### Problem details
If a line below contains the string "leptos", return that line.

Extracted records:
===

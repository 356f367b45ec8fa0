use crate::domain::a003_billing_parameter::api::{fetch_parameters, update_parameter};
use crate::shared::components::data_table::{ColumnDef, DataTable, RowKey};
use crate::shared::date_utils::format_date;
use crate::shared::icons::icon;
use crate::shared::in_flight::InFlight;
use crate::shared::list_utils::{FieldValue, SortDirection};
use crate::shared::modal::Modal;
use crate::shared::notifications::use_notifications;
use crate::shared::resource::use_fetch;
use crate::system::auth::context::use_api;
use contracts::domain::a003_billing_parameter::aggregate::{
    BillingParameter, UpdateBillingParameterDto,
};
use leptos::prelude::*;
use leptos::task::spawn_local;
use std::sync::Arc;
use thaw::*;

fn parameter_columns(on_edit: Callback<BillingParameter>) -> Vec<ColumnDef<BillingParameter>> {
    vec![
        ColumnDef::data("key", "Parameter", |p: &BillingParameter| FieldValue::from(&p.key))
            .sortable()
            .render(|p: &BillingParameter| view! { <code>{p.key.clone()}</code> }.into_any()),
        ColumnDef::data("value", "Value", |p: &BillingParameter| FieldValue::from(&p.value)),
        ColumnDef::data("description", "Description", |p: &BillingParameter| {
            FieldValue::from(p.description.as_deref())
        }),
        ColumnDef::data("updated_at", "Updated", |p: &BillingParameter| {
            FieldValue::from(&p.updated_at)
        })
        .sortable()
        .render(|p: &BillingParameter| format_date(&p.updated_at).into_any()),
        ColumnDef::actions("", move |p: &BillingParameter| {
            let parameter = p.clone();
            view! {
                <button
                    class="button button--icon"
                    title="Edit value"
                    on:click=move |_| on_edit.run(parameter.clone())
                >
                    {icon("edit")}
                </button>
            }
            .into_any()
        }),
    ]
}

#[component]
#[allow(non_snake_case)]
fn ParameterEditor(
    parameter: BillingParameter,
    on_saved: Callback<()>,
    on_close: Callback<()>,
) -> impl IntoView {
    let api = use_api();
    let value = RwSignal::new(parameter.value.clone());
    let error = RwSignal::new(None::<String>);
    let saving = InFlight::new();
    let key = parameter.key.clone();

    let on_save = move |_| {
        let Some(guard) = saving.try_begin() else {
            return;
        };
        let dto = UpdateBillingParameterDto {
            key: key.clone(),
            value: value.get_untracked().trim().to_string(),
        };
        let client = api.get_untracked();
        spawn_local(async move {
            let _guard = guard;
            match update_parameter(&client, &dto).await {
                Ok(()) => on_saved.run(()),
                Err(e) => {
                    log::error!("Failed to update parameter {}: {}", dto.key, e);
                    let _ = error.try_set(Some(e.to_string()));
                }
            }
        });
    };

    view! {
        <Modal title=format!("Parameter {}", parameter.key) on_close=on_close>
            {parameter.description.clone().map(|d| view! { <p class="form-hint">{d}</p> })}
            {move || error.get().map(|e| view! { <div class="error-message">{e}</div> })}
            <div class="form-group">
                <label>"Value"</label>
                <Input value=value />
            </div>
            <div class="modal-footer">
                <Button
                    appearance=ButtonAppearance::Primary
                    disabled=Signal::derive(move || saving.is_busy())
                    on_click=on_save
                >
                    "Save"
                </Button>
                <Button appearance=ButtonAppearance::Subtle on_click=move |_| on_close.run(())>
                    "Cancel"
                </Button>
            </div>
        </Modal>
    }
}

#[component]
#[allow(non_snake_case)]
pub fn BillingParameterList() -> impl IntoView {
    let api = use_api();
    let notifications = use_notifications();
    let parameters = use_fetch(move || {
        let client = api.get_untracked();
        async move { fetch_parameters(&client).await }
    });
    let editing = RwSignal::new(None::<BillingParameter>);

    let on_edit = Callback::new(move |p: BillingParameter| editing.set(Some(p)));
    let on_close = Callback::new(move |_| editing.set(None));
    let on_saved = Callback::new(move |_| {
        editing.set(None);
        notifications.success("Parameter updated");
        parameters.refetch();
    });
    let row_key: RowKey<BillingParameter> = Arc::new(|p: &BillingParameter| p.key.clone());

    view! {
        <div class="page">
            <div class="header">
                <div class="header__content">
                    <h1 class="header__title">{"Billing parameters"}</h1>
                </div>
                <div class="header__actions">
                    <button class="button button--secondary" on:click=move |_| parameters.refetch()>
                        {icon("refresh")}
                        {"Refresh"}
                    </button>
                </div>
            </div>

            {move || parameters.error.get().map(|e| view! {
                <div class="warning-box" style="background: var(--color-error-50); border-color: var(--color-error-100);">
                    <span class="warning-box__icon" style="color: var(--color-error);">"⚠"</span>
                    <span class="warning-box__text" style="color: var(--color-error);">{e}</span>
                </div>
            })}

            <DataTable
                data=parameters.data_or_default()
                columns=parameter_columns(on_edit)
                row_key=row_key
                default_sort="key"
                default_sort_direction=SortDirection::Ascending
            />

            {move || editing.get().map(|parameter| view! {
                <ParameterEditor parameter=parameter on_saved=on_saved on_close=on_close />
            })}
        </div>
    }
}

===

### Result of this exercise
use leptos::prelude::*;
use leptos::task::spawn_local;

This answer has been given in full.